St. James's Hall was a concert hall in London that opened on 25 March 1858, designed by architect and artist Owen Jones, who had decorated the interior of the Crystal Palace. It was situated between the Quadrant in Regent Street and Piccadilly, and Vine Street and George Court. There was a frontage on Regent Street, and another in Piccadilly. Taking the orchestra into account, the main hall had seating for slightly over 2,000 persons. It had a grand hall 140 ft long and 60 ft broad. The seating was distributed between ground floor, balcony, gallery and platform and it had excellent acoustics. On the ground floor were two smaller halls, one 60 ft square; the other 60 ft by 55 ft. The Hall was decorated in the 'Florentine' style, with features imitating the great Moorish Palace of the Alhambra. The Piccadilly facade was given a Gothic design, and the complex of two restaurants and three halls was hidden behind Nash's Quadrant.
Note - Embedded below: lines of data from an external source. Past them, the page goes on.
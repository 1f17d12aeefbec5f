//! [`Rewriter`] session implementation.

use crate::block::{Cbb, Dbb, DbbId};
use crate::consts::*;
use crate::engine::{Engine, Mode};
use crate::error::{Result, RewriteError};
use crate::state::{EmuState, Taint};
use crate::storage::CodeStorage;

use respin_asm::{reg, Instruction};

use std::collections::HashMap;

use tracing::{debug, warn};

/// Arena capacity limits for one session.
#[derive(Debug, Clone, Copy, PartialEq, Eq)]
pub struct Capacities {
    /// Decoded instructions.
    pub decode_instrs: usize,
    /// Decoded basic blocks.
    pub decode_blocks: usize,
    /// Captured instructions.
    pub capture_instrs: usize,
    /// Captured basic blocks.
    pub capture_blocks: usize,
    /// Generated code bytes.
    pub code_bytes: usize,
}

impl Default for Capacities {
    fn default() -> Self {
        Self {
            decode_instrs: DEFAULT_DECODE_INSTRS,
            decode_blocks: DEFAULT_DECODE_BLOCKS,
            capture_instrs: DEFAULT_CAPTURE_INSTRS,
            capture_blocks: DEFAULT_CAPTURE_BLOCKS,
            code_bytes: DEFAULT_CODE_BYTES,
        }
    }
}

/// Per-session configuration.
#[derive(Debug, Clone)]
pub(crate) struct Config {
    pub func: Option<u64>,
    pub arg_count: usize,
    pub static_args: [bool; MAX_INT_ARGS],
    pub force_unknown: [bool; MAX_INT_ARGS],
    pub returns_fp: bool,
    pub optimize: bool,
    pub verbose_decode: bool,
    pub verbose_state: bool,
    pub verbose_steps: bool,
    pub verbose_opt: bool,
    pub caps: Capacities,
}

impl Default for Config {
    fn default() -> Self {
        Self {
            func: None,
            arg_count: MAX_INT_ARGS,
            static_args: [false; MAX_INT_ARGS],
            force_unknown: [false; MAX_INT_ARGS],
            returns_fp: false,
            optimize: true,
            verbose_decode: false,
            verbose_state: false,
            verbose_steps: false,
            verbose_opt: false,
            caps: Capacities::default(),
        }
    }
}

/// A rewriting session.
///
/// Owns every arena involved in specializing one function: decoded
/// instructions and blocks, captured blocks, and the executable region
/// generated code is written to. Sessions are single-threaded; a session
/// can be reused for many `rewrite` calls and reset in between.
pub struct Rewriter {
    pub(crate) config: Config,
    pub(crate) dec_instrs: Vec<Instruction>,
    pub(crate) dbbs: Vec<Dbb>,
    pub(crate) dbb_index: HashMap<u64, DbbId>,
    pub(crate) cbbs: Vec<Cbb>,
    pub(crate) captured_instrs: usize,
    pub(crate) storage: Option<CodeStorage>,
    pub(crate) subst: HashMap<u64, u64>,
    pub(crate) errors: Vec<RewriteError>,
    pub(crate) generated: Option<(u64, usize)>,
}

impl Rewriter {
    /// A fresh session with default capacities.
    pub fn new() -> Self {
        Self {
            config: Config::default(),
            dec_instrs: Vec::new(),
            dbbs: Vec::new(),
            dbb_index: HashMap::new(),
            cbbs: Vec::new(),
            captured_instrs: 0,
            storage: None,
            subst: HashMap::new(),
            errors: Vec::new(),
            generated: None,
        }
    }

    /// A session targeting `func` directly.
    pub fn for_func(func: u64) -> Self {
        let mut rw = Self::new();
        rw.set_func(func);
        rw
    }

    /// Set the function to rewrite.
    pub fn set_func(&mut self, func: u64) {
        self.config.func = func.into();
    }

    /// Set decoder arena capacities.
    pub fn set_decode_capacity(&mut self, instrs: usize, blocks: usize) {
        self.config.caps.decode_instrs = instrs;
        self.config.caps.decode_blocks = blocks;
    }

    /// Set capture arena capacities and the generated-code budget.
    pub fn set_capture_capacity(&mut self, instrs: usize, blocks: usize, code_bytes: usize) {
        self.config.caps.capture_instrs = instrs;
        self.config.caps.capture_blocks = blocks;
        if self.config.caps.code_bytes != code_bytes {
            self.config.caps.code_bytes = code_bytes;
            // Remap on next rewrite.
            self.storage = None;
            self.generated = None;
        }
    }

    /// Mark the `i`-th integer argument as statically known.
    pub fn mark_static(&mut self, i: usize) {
        if i < MAX_INT_ARGS {
            self.config.static_args[i] = true;
        }
    }

    /// Force the `i`-th argument Dynamic even though its value is passed
    /// at rewrite time (prevents unrolling over it).
    pub fn force_unknown(&mut self, i: usize) {
        if i < MAX_INT_ARGS {
            self.force_unknown_mut()[i] = true;
        }
    }

    fn force_unknown_mut(&mut self) -> &mut [bool; MAX_INT_ARGS] {
        &mut self.config.force_unknown
    }

    /// Number of argument registers treated as inputs.
    pub fn set_arg_count(&mut self, n: usize) {
        self.config.arg_count = n.min(MAX_INT_ARGS);
    }

    /// Declare that the function returns its value in `xmm0`.
    pub fn returns_fp(&mut self) {
        self.config.returns_fp = true;
    }

    /// Enable or disable the peephole optimizer.
    pub fn set_optimize(&mut self, on: bool) {
        self.config.optimize = on;
    }

    /// Verbosity switches for decoding, state dumps and per-step traces.
    pub fn set_verbose(&mut self, decode: bool, state: bool, steps: bool) {
        self.config.verbose_decode = decode;
        self.config.verbose_state = state;
        self.config.verbose_steps = steps;
    }

    /// Verbosity switch for the optimizer.
    pub fn set_opt_verbose(&mut self, on: bool) {
        self.config.verbose_opt = on;
    }

    /// Register a call-target substitution: emulation of a call to `from`
    /// continues into `to` instead.
    pub fn substitute(&mut self, from: u64, to: u64) {
        self.subst.insert(from, to);
    }

    /// Errors logged by previous operations, oldest first.
    pub fn errors(&self) -> &[RewriteError] {
        &self.errors
    }

    /// The most recent logged error.
    pub fn last_error(&self) -> Option<&RewriteError> {
        self.errors.last()
    }

    /// Entry address of the most recently generated function.
    pub fn generated_code(&self) -> Option<u64> {
        self.generated.map(|(addr, _)| addr)
    }

    /// Size in bytes of the most recently generated function.
    pub fn generated_size(&self) -> usize {
        self.generated.map(|(_, size)| size).unwrap_or(0)
    }

    /// Number of basic blocks decoded so far in this session.
    pub fn decoded_block_count(&self) -> usize {
        self.dbbs.len()
    }

    /// Number of instructions decoded so far in this session.
    pub fn decoded_instr_count(&self) -> usize {
        self.dec_instrs.len()
    }

    /// Number of captured blocks from the last rewrite.
    pub fn captured_block_count(&self) -> usize {
        self.cbbs.len()
    }

    /// Number of captured residual instructions from the last rewrite.
    pub fn captured_instr_count(&self) -> usize {
        self.captured_instrs
    }

    /// Drop all decoded and captured state, keeping configuration and the
    /// code mapping for reuse.
    pub fn reset(&mut self) -> Result<()> {
        self.dec_instrs.clear();
        self.dbbs.clear();
        self.dbb_index.clear();
        self.cbbs.clear();
        self.captured_instrs = 0;
        self.generated = None;
        if let Some(storage) = &mut self.storage {
            storage.clear()?;
        }
        Ok(())
    }

    /// Build the entry state for `args` according to the configuration.
    /// In capture mode only arguments marked static stay foldable; in
    /// interpret mode every argument is concrete anyway.
    pub(crate) fn initial_state(&self, args: &[u64], mode: Mode) -> EmuState {
        let mut state = EmuState::new();
        for (i, hw) in reg::SYSV_INT_ARGS.iter().enumerate() {
            if i >= self.config.arg_count {
                break;
            }
            let value = args.get(i).copied().unwrap_or(0);
            state.regs[*hw as usize] = value;
            let taint = match mode {
                Mode::Interpret => Taint::Static,
                Mode::Capture => {
                    if self.config.static_args[i] && !self.config.force_unknown[i] {
                        Taint::Static
                    } else {
                        Taint::Dynamic
                    }
                }
            };
            state.reg_taint[*hw as usize] = taint;
        }
        state
    }

    /// Run the full pipeline and return the generated function address.
    ///
    /// On any error the error is logged and the *original* function
    /// address is returned, so the caller transparently falls back to the
    /// unspecialized code.
    pub fn rewrite(&mut self, args: &[u64]) -> u64 {
        let func = self.config.func.unwrap_or(0);
        match self.rewrite_inner(args) {
            Ok(addr) => addr,
            Err(e) => {
                warn!(func = format_args!("{func:#x}"), error = %e, "rewrite failed");
                self.errors.push(e);
                func
            }
        }
    }

    fn rewrite_inner(&mut self, args: &[u64]) -> Result<u64> {
        let func = self.config.func.ok_or(RewriteError::NoFunction)?;

        self.cbbs.clear();
        self.captured_instrs = 0;
        self.generated = None;
        if self.storage.is_none() {
            self.storage = Some(CodeStorage::new(self.config.caps.code_bytes)?);
        }
        if let Some(storage) = &mut self.storage {
            storage.clear()?;
        }

        let state = self.initial_state(args, Mode::Capture);
        let outcome = Engine::new(self, Mode::Capture).run(func, state)?;
        let entry = outcome.entry.expect("capture produces an entry block");
        debug!(
            blocks = self.cbbs.len(),
            instrs = self.captured_instrs,
            "capture finished"
        );

        if self.config.optimize {
            self.optimize_blocks();
        }

        let (addr, size) = self.emit_blocks(entry)?;
        if let Some(storage) = &mut self.storage {
            storage.make_executable()?;
        }
        self.generated = Some((addr, size));
        debug!(addr = format_args!("{addr:#x}"), size, "rewrite finished");
        Ok(addr)
    }

    /// Run as a plain interpreter over concrete values and return the
    /// integer return value (or the low `xmm0` lane bits when the session
    /// declares an FP return). Trace errors are logged and the return
    /// register's value at the point of failure is returned.
    pub fn emulate(&mut self, args: &[u64]) -> u64 {
        let Some(func) = self.config.func else {
            self.errors.push(RewriteError::NoFunction);
            return 0;
        };
        let state = self.initial_state(args, Mode::Interpret);
        let returns_fp = self.config.returns_fp;
        match Engine::new(self, Mode::Interpret).run(func, state) {
            Ok(outcome) => {
                if let Some(e) = outcome.error {
                    warn!(error = %e, "emulation failed");
                    self.errors.push(e);
                }
                if returns_fp {
                    outcome.final_state.xmm[0][0]
                } else {
                    outcome.final_state.regs[reg::RAX as usize]
                }
            }
            Err(e) => {
                warn!(error = %e, "emulation failed");
                self.errors.push(e);
                0
            }
        }
    }
}

impl Default for Rewriter {
    fn default() -> Self {
        Self::new()
    }
}

impl std::fmt::Debug for Rewriter {
    fn fmt(&self, f: &mut std::fmt::Formatter<'_>) -> std::fmt::Result {
        f.debug_struct("Rewriter")
            .field("func", &self.config.func)
            .field("decoded_blocks", &self.dbbs.len())
            .field("captured_blocks", &self.cbbs.len())
            .field("generated", &self.generated)
            .finish()
    }
}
Sir George Henschel recalled its 'dear old, uncomfortable, long, narrow, green-upholstered benches (pale-green horse-hair) with the numbers of the seats tied over the straight backs with bright pink tape, like office files.'

The Hall was built jointly by two music publishing firms, Chappell & Co. and Cramer & Co., in the hope of attracting the growing audiences for fine musical performances that attended the Crystal Palace and the halls being built in the provinces. It stood empty for nearly a year after its opening. For almost half a century thereafter, the Hall was London's principal concert hall, to be succeeded by Queen's Hall in the 1900s and later by Wigmore Hall, the Royal Albert Hall and Royal Festival Hall. It became famous for its 'Monday Pops' concerts and Ballad Concerts, as the home of the Philharmonic Society and the Christy Minstrels and for the many famous conductors and performers who gave important performances there.

== Opening ==
The first performance at the hall was The Hymn of Praise, sung by the Vocal Association, under Julius Benedict. Sims Reeves sang Beethoven's 'Adelaide' there (the first of many successes), accompanied by Arabella Goddard, in a concert at the end of May 1858. According to Reeves' biographer, 'The hall itself met with general approval, but the arrangements for chorus and orchestra were severely condemned.' In the same year, one of the first complete performances of J.S. Bach's St Matthew Passion to be heard in England was given there under William Sterndale Bennett, with Sims Reeves, Helen Lemmens-Sherrington, Charlotte Sainton-Dolby and Willoughby Weiss.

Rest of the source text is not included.